That is going to reduce the impact on our business, and that makes us feel confident that the China story, we would now continue to do our business more independently than what the impact of China or influence of China would be on our business. One good thing that also we are seeing is that a certain amount of stability in the raw material prices. The raw material prices have not gone back to the pre-COVID levels, but the volatility has largely reduced, and slowly we are seeing the trend where they are settling to a more reasonable level. That being what we have at this point of time with the order book is again, is not a matter of concern for us.
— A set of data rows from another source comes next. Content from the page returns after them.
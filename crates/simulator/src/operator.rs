use qdiv_circuit::Circuit;
use tracing::trace;

use crate::{SimulatorError, Statevector};

/// A unitary that can evolve a [`Statevector`].
///
/// Callers only rely on the operator's width and on it returning a state of the same width.
pub trait Operator {
    /// The number of qubits the operator acts on.
    fn num_qubits(&self) -> usize;

    /// Apply the operator to `state`.
    fn evolve(&self, state: Statevector) -> Result<Statevector, SimulatorError>;
}

impl Operator for Circuit {
    fn num_qubits(&self) -> usize {
        Circuit::num_qubits(self)
    }

    fn evolve(&self, mut state: Statevector) -> Result<Statevector, SimulatorError> {
        if state.num_qubits() != Circuit::num_qubits(self) {
            return Err(SimulatorError::DimensionMismatch {
                expected: Circuit::num_qubits(self),
                found: state.num_qubits(),
            });
        }
        trace!(circuit = %self.name, gates = self.len(), "evolving state");
        for gate in self.gates() {
            state.apply_gate(gate)?;
        }
        Ok(state)
    }
}

impl<O: Operator + ?Sized> Operator for &O {
    fn num_qubits(&self) -> usize {
        (**self).num_qubits()
    }

    fn evolve(&self, state: Statevector) -> Result<Statevector, SimulatorError> {
        (**self).evolve(state)
    }
}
Looking at the now domestic situation, one thing that I must emphasize, that even though we have a healthy order book, but we continue to focus on the domestic market more. Going forward a few quarters, if I look forward, again, our emphasis is on domestic market because we believe that the global recession would have a lesser impact on the domestic market, because in India, the demand supply, especially in the kind of products that we have, kind of balances itself. With Atmanirbhar Bharat in place, kind of giving the domestic market that kind of a protection, and with a demand supply kind of matching, we continue to focus our attention on domestic market. We believe that this would actually counter a global recession, assuming what now people are saying about U.S. and Europe were to happen.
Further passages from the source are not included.